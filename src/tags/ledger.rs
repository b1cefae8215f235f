//! Recent-tag ledger
//!
//! An append log of individually timestamped tag usages persisted under
//! [`keys::RECENT_TAGS`]. Entries expire after the TTL; uniqueness is
//! applied only when listing, most recent timestamp winning.

use crate::clock::Clock;
use crate::storage::{keys, KeyValueStore, StorageResult};
use serde::{Deserialize, Serialize};
use std::collections::HashSet;
use std::sync::Arc;
use std::time::Duration;

/// A single recorded use of a tag.
#[derive(Debug, Clone, PartialEq, Eq, Serialize, Deserialize)]
pub struct TagEntry {
    pub tag: String,
    /// Epoch milliseconds
    pub timestamp: i64,
}

pub struct RecentTagLedger {
    store: Arc<dyn KeyValueStore>,
    clock: Arc<dyn Clock>,
    ttl_millis: i64,
}

impl RecentTagLedger {
    pub fn new(store: Arc<dyn KeyValueStore>, clock: Arc<dyn Clock>, ttl: Duration) -> Self {
        Self {
            store,
            clock,
            ttl_millis: ttl.as_millis() as i64,
        }
    }

    /// Append one entry per tag, newest first, after purging expired ones.
    pub fn record<S: AsRef<str>>(&self, tags: &[S]) -> StorageResult<()> {
        let now = self.clock.now_millis();
        let existing = self.purge(self.load(), now);

        let mut entries: Vec<TagEntry> = tags
            .iter()
            .map(|t| t.as_ref().trim())
            .filter(|t| !t.is_empty())
            .map(|t| TagEntry {
                tag: t.to_string(),
                timestamp: now,
            })
            .collect();
        tracing::debug!(recorded = entries.len(), retained = existing.len(), "recording recent tags");
        entries.extend(existing);
        self.save(&entries)
    }

    /// Unexpired tags, deduplicated, most recently used first.
    ///
    /// Persists the purge when anything expired. Storage failures degrade
    /// to an empty list.
    pub fn list(&self) -> Vec<String> {
        let now = self.clock.now_millis();
        let loaded = self.load();
        let before = loaded.len();
        let mut entries = self.purge(loaded, now);

        if entries.len() != before {
            if let Err(e) = self.save(&entries) {
                tracing::warn!(error = %e, "failed to persist recent-tag purge");
            }
        }

        entries.sort_by(|a, b| b.timestamp.cmp(&a.timestamp));
        let mut seen = HashSet::new();
        entries
            .into_iter()
            .filter(|e| seen.insert(e.tag.clone()))
            .map(|e| e.tag)
            .collect()
    }

    pub fn clear(&self) -> StorageResult<()> {
        self.store.remove(keys::RECENT_TAGS).map(|_| ())
    }

    /// Raw entries as persisted, malformed records dropped.
    pub fn entries(&self) -> Vec<TagEntry> {
        self.load()
    }

    fn purge(&self, entries: Vec<TagEntry>, now: i64) -> Vec<TagEntry> {
        entries
            .into_iter()
            .filter(|e| now - e.timestamp <= self.ttl_millis)
            .collect()
    }

    fn load(&self) -> Vec<TagEntry> {
        match self.store.get(keys::RECENT_TAGS) {
            Ok(Some(raw)) => parse_entries(&raw),
            Ok(None) => Vec::new(),
            Err(e) => {
                tracing::warn!(error = %e, "failed to read recent tags");
                Vec::new()
            }
        }
    }

    fn save(&self, entries: &[TagEntry]) -> StorageResult<()> {
        let json = serde_json::to_string(entries)?;
        self.store.set(keys::RECENT_TAGS, &json)
    }
}

/// Parse a persisted ledger, keeping only well-formed records.
fn parse_entries(raw: &str) -> Vec<TagEntry> {
    let value: serde_json::Value = match serde_json::from_str(raw) {
        Ok(v) => v,
        Err(e) => {
            tracing::warn!(error = %e, "discarding unparseable recent-tag ledger");
            return Vec::new();
        }
    };
    let Some(records) = value.as_array() else {
        return Vec::new();
    };
    records
        .iter()
        .filter_map(|record| {
            let tag = record.get("tag")?.as_str()?;
            let ts = record.get("timestamp")?;
            let timestamp = ts.as_i64().or_else(|| ts.as_f64().map(|f| f as i64))?;
            Some(TagEntry {
                tag: tag.to_string(),
                timestamp,
            })
        })
        .collect()
}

◇ ◇ ◇ ◇ ◇ ◇ ◇

# PROMPT
Take the data above and reproduce it exactly.

# RESULT
filename src/tags/ledger.rs
repository b1cefae8215f235f
//! Recent-tag ledger
//!
//! An append log of individually timestamped tag usages persisted under
//! [`keys::RECENT_TAGS`]. Entries expire after the TTL; uniqueness is
//! applied only when listing, most recent timestamp winning.

use crate::clock::Clock;
use crate::storage::{keys, KeyValueStore, StorageResult};
use serde::{Deserialize, Serialize};
use std::collections::HashSet;
use std::sync::Arc;
use std::time::Duration;

/// A single recorded use of a tag.
#[derive(Debug, Clone, PartialEq, Eq, Serialize, Deserialize)]
pub struct TagEntry {
    pub tag: String,
    /// Epoch milliseconds
    pub timestamp: i64,
}

pub struct RecentTagLedger {
    store: Arc<dyn KeyValueStore>,
    clock: Arc<dyn Clock>,
    ttl_millis: i64,
}

impl RecentTagLedger {
    pub fn new(store: Arc<dyn KeyValueStore>, clock: Arc<dyn Clock>, ttl: Duration) -> Self {
        Self {
            store,
            clock,
            ttl_millis: ttl.as_millis() as i64,
        }
    }

    /// Append one entry per tag, newest first, after purging expired ones.
    pub fn record<S: AsRef<str>>(&self, tags: &[S]) -> StorageResult<()> {
        let now = self.clock.now_millis();
        let existing = self.purge(self.load(), now);

        let mut entries: Vec<TagEntry> = tags
            .iter()
            .map(|t| t.as_ref().trim())
            .filter(|t| !t.is_empty())
            .map(|t| TagEntry {
                tag: t.to_string(),
                timestamp: now,
            })
            .collect();
        tracing::debug!(recorded = entries.len(), retained = existing.len(), "recording recent tags");
        entries.extend(existing);
        self.save(&entries)
    }

    /// Unexpired tags, deduplicated, most recently used first.
    ///
    /// Persists the purge when anything expired. Storage failures degrade
    /// to an empty list.
    pub fn list(&self) -> Vec<String> {
        let now = self.clock.now_millis();
        let loaded = self.load();
        let before = loaded.len();
        let mut entries = self.purge(loaded, now);

        if entries.len() != before {
            if let Err(e) = self.save(&entries) {
                tracing::warn!(error = %e, "failed to persist recent-tag purge");
            }
        }

        entries.sort_by(|a, b| b.timestamp.cmp(&a.timestamp));
        let mut seen = HashSet::new();
        entries
            .into_iter()
            .filter(|e| seen.insert(e.tag.clone()))
            .map(|e| e.tag)
            .collect()
    }

    pub fn clear(&self) -> StorageResult<()> {
        self.store.remove(keys::RECENT_TAGS).map(|_| ())
    }

    /// Raw entries as persisted, malformed records dropped.
    pub fn entries(&self) -> Vec<TagEntry> {
        self.load()
    }

    fn purge(&self, entries: Vec<TagEntry>, now: i64) -> Vec<TagEntry> {
        entries
            .into_iter()
            .filter(|e| now - e.timestamp <= self.ttl_millis)
            .collect()
    }

    fn load(&self) -> Vec<TagEntry> {
        match self.store.get(keys::RECENT_TAGS) {
            Ok(Some(raw)) => parse_entries(&raw),
            Ok(None) => Vec::new(),
            Err(e) => {
                tracing::warn!(error = %e, "failed to read recent tags");
                Vec::new()
            }
        }
    }

    fn save(&self, entries: &[TagEntry]) -> StorageResult<()> {
        let json = serde_json::to_string(entries)?;
        self.store.set(keys::RECENT_TAGS, &json)
    }
}

/// Parse a persisted ledger, keeping only well-formed records.
fn parse_entries(raw: &str) -> Vec<TagEntry> {
    let value: serde_json::Value = match serde_json::from_str(raw) {
        Ok(v) => v,
        Err(e) => {
            tracing::warn!(error = %e, "discarding unparseable recent-tag ledger");
            return Vec::new();
        }
    };
    let Some(records) = value.as_array() else {
        return Vec::new();
    };
    records
        .iter()
        .filter_map(|record| {
            let tag = record.get("tag")?.as_str()?;
            let ts = record.get("timestamp")?;
            let timestamp = ts.as_i64().or_else(|| ts.as_f64().map(|f| f as i64))?;
            Some(TagEntry {
                tag: tag.to_string(),
                timestamp,
            })
        })
        .collect()
}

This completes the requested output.